Menurut Legislator Fraksi PKB tersebut, kuota yang telah dibayar tetapi belum digunakan masih memiliki nilai bagi konsumen. Karena itu, berakhirnya masa berlaku suatu paket tidak semestinya membuat konsumen kehilangan manfaat yang telah dibeli.

“Sebagai customer, sebagai konsumen, kemudian ada hal yang masih menjadi haknya. Tapi karena batas waktu yang memang sengaja dibatasi seperti itu, sehingga kehilangan nilai-nilai yang seharusnya masih menjadi haknya konsumen,” tuturnya.

Kebijakan perlindungan sisa kuota merupakan tindak lanjut Putusan Mahkamah Konstitusi Nomor 273/PUU-XXIII/2025. Dalam putusan pada 23 Juli 2026 tersebut, MK mewajibkan penyelenggara telekomunikasi menyediakan pilihan layanan yang menjamin sisa kuota pengguna tetap aktif dan dapat digunakan.
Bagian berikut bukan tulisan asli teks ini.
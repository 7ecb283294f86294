//! MQTT Transport Bridge
//!
//! Connects the monitor to the broker:
//! - Sensor topic subscription feeding a bounded inbound queue
//! - Automatic resubscribe after reconnects
//! - Non-blocking alert publishing

use alerting::{Alert, AlertSink, PublishError};
use rumqttc::{AsyncClient, Event, EventLoop, MqttOptions, Outgoing, Packet, QoS};
use serde::{Deserialize, Serialize};
use std::time::Duration;
use thiserror::Error;
use tokio::sync::mpsc;
use tokio::task::JoinHandle;
use tracing::{debug, error, info, warn};
use uuid::Uuid;

/// Transport error types
#[derive(Error, Debug)]
pub enum TransportError {
    #[error("Connection failed: {0}")]
    Connection(String),

    #[error("No CONNACK from broker within {0}s")]
    Timeout(u64),

    #[error("Subscribe failed: {0}")]
    Subscribe(String),
}

/// MQTT configuration
#[derive(Debug, Clone, PartialEq, Serialize, Deserialize)]
#[serde(default)]
pub struct MqttConfig {
    /// Broker host name
    pub broker_host: String,
    pub broker_port: u16,
    /// Client id prefix; a random suffix keeps instances distinct
    pub client_id_prefix: String,
    /// Topic filter addressing every machine's readings
    pub sensor_topic: String,
    pub alert_topic: String,
    pub keep_alive_secs: u64,
    /// Startup wait for the first CONNACK
    pub connect_timeout_secs: u64,
    /// Pause after a connection error before polling again
    pub reconnect_backoff_secs: u64,
    /// Inbound queue capacity (messages)
    pub queue_capacity: usize,
    /// Client request channel capacity (pending publishes and subscribes).
    /// Requests are only drained while the event loop polls, which pauses
    /// whenever the inbound queue is full.
    pub request_capacity: usize,
}

impl Default for MqttConfig {
    fn default() -> Self {
        Self {
            broker_host: "broker.hivemq.com".to_string(),
            broker_port: 1883,
            client_id_prefix: "ml_monitor".to_string(),
            sensor_topic: "factory/machines/+/sensors".to_string(),
            alert_topic: "factory/alerts/anomaly".to_string(),
            keep_alive_secs: 60,
            connect_timeout_secs: 10,
            reconnect_backoff_secs: 5,
            queue_capacity: 256,
            request_capacity: 64,
        }
    }
}

impl MqttConfig {
    /// Client id with a short random suffix
    pub fn client_id(&self) -> String {
        let suffix = Uuid::new_v4().simple().to_string();
        format!("{}_{}", self.client_id_prefix, &suffix[..8])
    }
}

/// Raw message handed from the transport to the consumer loop
#[derive(Debug, Clone, PartialEq)]
pub struct InboundMessage {
    pub topic: String,
    pub payload: Vec<u8>,
}

/// Connected MQTT client plus its event-loop task
pub struct MqttBridge {
    client: AsyncClient,
    alert_topic: String,
    event_loop: Option<JoinHandle<()>>,
}

impl MqttBridge {
    /// Connect, subscribe to the sensor topic and start forwarding messages.
    ///
    /// Fails if the broker does not acknowledge the connection in time; this
    /// is the only fatal transport error.
    pub async fn connect(
        config: &MqttConfig,
    ) -> Result<(Self, mpsc::Receiver<InboundMessage>), TransportError> {
        let mut options = MqttOptions::new(
            config.client_id(),
            config.broker_host.clone(),
            config.broker_port,
        );
        options.set_keep_alive(Duration::from_secs(config.keep_alive_secs));

        info!(
            "Connecting to MQTT broker {}:{}",
            config.broker_host, config.broker_port
        );

        let (client, mut eventloop) = AsyncClient::new(options, config.request_capacity.max(1));
        wait_for_connack(&mut eventloop, config.connect_timeout_secs).await?;

        client
            .subscribe(config.sensor_topic.clone(), QoS::AtLeastOnce)
            .await
            .map_err(|e| TransportError::Subscribe(e.to_string()))?;
        info!("Subscribed to: {}", config.sensor_topic);

        let (tx, rx) = mpsc::channel(config.queue_capacity.max(1));
        let task = tokio::spawn(run_event_loop(
            eventloop,
            client.clone(),
            config.sensor_topic.clone(),
            Duration::from_secs(config.reconnect_backoff_secs),
            tx,
        ));

        Ok((
            Self {
                client,
                alert_topic: config.alert_topic.clone(),
                event_loop: Some(task),
            },
            rx,
        ))
    }

    /// Disconnect from the broker and stop the event loop
    pub async fn shutdown(mut self) {
        if let Err(e) = self.client.disconnect().await {
            warn!("MQTT disconnect failed: {}", e);
        }
        if let Some(mut task) = self.event_loop.take() {
            // Give the loop a moment to flush the DISCONNECT packet
            if tokio::time::timeout(Duration::from_millis(500), &mut task)
                .await
                .is_err()
            {
                task.abort();
            }
        }
        info!("Disconnected from MQTT broker");
    }
}

impl Drop for MqttBridge {
    fn drop(&mut self) {
        if let Some(task) = self.event_loop.take() {
            task.abort();
        }
    }
}

impl AlertSink for MqttBridge {
    fn publish(&self, alert: &Alert) -> Result<(), PublishError> {
        let payload = alert_payload(alert)?;
        self.client
            .try_publish(self.alert_topic.clone(), QoS::ExactlyOnce, false, payload)
            .map_err(|e| PublishError::Delivery(e.to_string()))?;
        debug!(alert_id = %alert.alert_id, topic = %self.alert_topic, "Queued alert for publish");
        Ok(())
    }
}

/// JSON wire encoding of an alert
pub fn alert_payload(alert: &Alert) -> Result<Vec<u8>, PublishError> {
    serde_json::to_vec(alert).map_err(|e| PublishError::Serialization(e.to_string()))
}

async fn wait_for_connack(eventloop: &mut EventLoop, timeout_secs: u64) -> Result<(), TransportError> {
    let handshake = async {
        loop {
            match eventloop.poll().await {
                Ok(Event::Incoming(Packet::ConnAck(_))) => return Ok(()),
                Ok(_) => continue,
                Err(e) => return Err(TransportError::Connection(e.to_string())),
            }
        }
    };

    tokio::time::timeout(Duration::from_secs(timeout_secs), handshake)
        .await
        .map_err(|_| TransportError::Timeout(timeout_secs))?
}

/// Drive the connection, forwarding publishes into the bounded queue.
///
/// Sending waits when the queue is full, which applies backpressure to the
/// broker instead of dropping readings. While it waits the client's request
/// channel is not drained, so alert publishes fail fast with a full-channel
/// error once `request_capacity` requests are pending; the alert itself stays
/// recorded.
async fn run_event_loop(
    mut eventloop: EventLoop,
    client: AsyncClient,
    sensor_topic: String,
    backoff: Duration,
    tx: mpsc::Sender<InboundMessage>,
) {
    loop {
        match eventloop.poll().await {
            Ok(Event::Incoming(Packet::Publish(publish))) => {
                let message = InboundMessage {
                    topic: publish.topic,
                    payload: publish.payload.to_vec(),
                };
                if tx.send(message).await.is_err() {
                    debug!("Inbound queue closed, stopping MQTT event loop");
                    break;
                }
            }
            Ok(Event::Incoming(Packet::ConnAck(_))) => {
                info!("Reconnected to MQTT broker, resubscribing to {}", sensor_topic);
                if let Err(e) = client.try_subscribe(sensor_topic.clone(), QoS::AtLeastOnce) {
                    error!("Resubscribe failed: {}", e);
                }
            }
            Ok(Event::Incoming(incoming)) => {
                debug!("MQTT incoming: {:?}", incoming);
            }
            Ok(Event::Outgoing(Outgoing::Disconnect)) => {
                debug!("Disconnect sent, stopping MQTT event loop");
                break;
            }
            Ok(Event::Outgoing(_)) => {}
            Err(e) => {
                error!("MQTT connection error: {}", e);
                tokio::time::sleep(backoff).await;
            }
        }
    }
}

#[cfg(test)]
mod tests {
    use super::*;
    use alerting::AlertManager;
    use feature_engine::SensorReading;

    #[test]
    fn test_default_topics() {
        let config = MqttConfig::default();
        assert_eq!(config.sensor_topic, "factory/machines/+/sensors");
        assert_eq!(config.alert_topic, "factory/alerts/anomaly");
        assert_eq!(config.broker_port, 1883);
    }

    #[tokio::test]
    async fn test_publish_fails_fast_when_requests_back_up() {
        // A client whose event loop is never polled models a stalled loop
        let config = MqttConfig {
            request_capacity: 2,
            ..Default::default()
        };
        let options = MqttOptions::new(config.client_id(), "127.0.0.1", 1);
        let (client, _eventloop) = AsyncClient::new(options, config.request_capacity);
        let bridge = MqttBridge {
            client,
            alert_topic: config.alert_topic.clone(),
            event_loop: None,
        };

        let mut manager = AlertManager::default();
        let reading = SensorReading::new("MACHINE_003", 120.0, 8.0, 20.0, 6.0, 1200.0);
        let results: Vec<_> = (0..4)
            .map(|_| {
                let alert = manager.raise(&reading, -0.61, "2024-05-01T12:00:00".to_string());
                bridge.publish(&alert)
            })
            .collect();

        assert!(results[..2].iter().all(|r| r.is_ok()));
        assert!(matches!(results[2], Err(PublishError::Delivery(_))));
        assert_eq!(MqttConfig::default().request_capacity, 64);
    }

    #[test]
    fn test_client_ids_are_distinct() {
        let config = MqttConfig::default();
        let a = config.client_id();
        let b = config.client_id();

        assert!(a.starts_with("ml_monitor_"));
        assert_eq!(a.len(), "ml_monitor_".len() + 8);
        assert_ne!(a, b);
    }

    #[test]
    fn test_alert_payload_is_json() {
        let mut manager = AlertManager::default();
        let reading = SensorReading::new("MACHINE_003", 120.0, 8.0, 20.0, 6.0, 1200.0);
        let alert = manager.raise(&reading, -0.61, "2024-05-01T12:00:00".to_string());

        let payload = alert_payload(&alert).unwrap();
        let decoded: Alert = serde_json::from_slice(&payload).unwrap();
        assert_eq!(decoded, alert);
    }

    #[tokio::test]
    async fn test_unreachable_broker_fails_at_startup() {
        let config = MqttConfig {
            broker_host: "127.0.0.1".to_string(),
            broker_port: 1,
            connect_timeout_secs: 5,
            ..Default::default()
        };

        let result = MqttBridge::connect(&config).await;
        assert!(matches!(
            result,
            Err(TransportError::Connection(_)) | Err(TransportError::Timeout(_))
        ));
    }
}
Menindaklanjuti putusan tersebut, Kementerian Komunikasi dan Digital menerbitkan Surat Edaran Menteri Komunikasi dan Digital Nomor 4 Tahun 2026 tentang Kewajiban Pemenuhan Pilihan Layanan dan Perlindungan Sisa Kuota pada 28 Agustus 2026. Aturan tersebut menjadi pedoman bagi penyelenggara telekomunikasi dalam memberikan perlindungan terhadap sisa kuota pelanggan.

Perlindungan tersebut tidak hanya dapat diberikan melalui mekanisme rollover. Operator juga dapat menyediakan pilihan berupa perpanjangan masa aktif, pengalihan manfaat, kompensasi, pengembalian dana, maupun mekanisme lain yang tidak merugikan pelanggan. Operator juga tidak diperkenankan mengenakan biaya tambahan hanya untuk mempertahankan sisa kuota pelanggan.

Halim mengapresiasi langkah tersebut. Namun, menurutnya, perlindungan konsumen tidak boleh berhenti pada penerbitan kebijakan. Pelaksanaannya oleh operator perlu terus dipantau agar masyarakat benar-benar mendapatkan haknya.

“Komisi I sangat mengapresiasi itu, dan saya berharap, kita semua berharap agar itu dilaksanakan secara maksimal oleh para pihak penyedia jasa,” ucap Anggota DPR RI dari Daerah Pemilihan Jawa Timur VIII itu.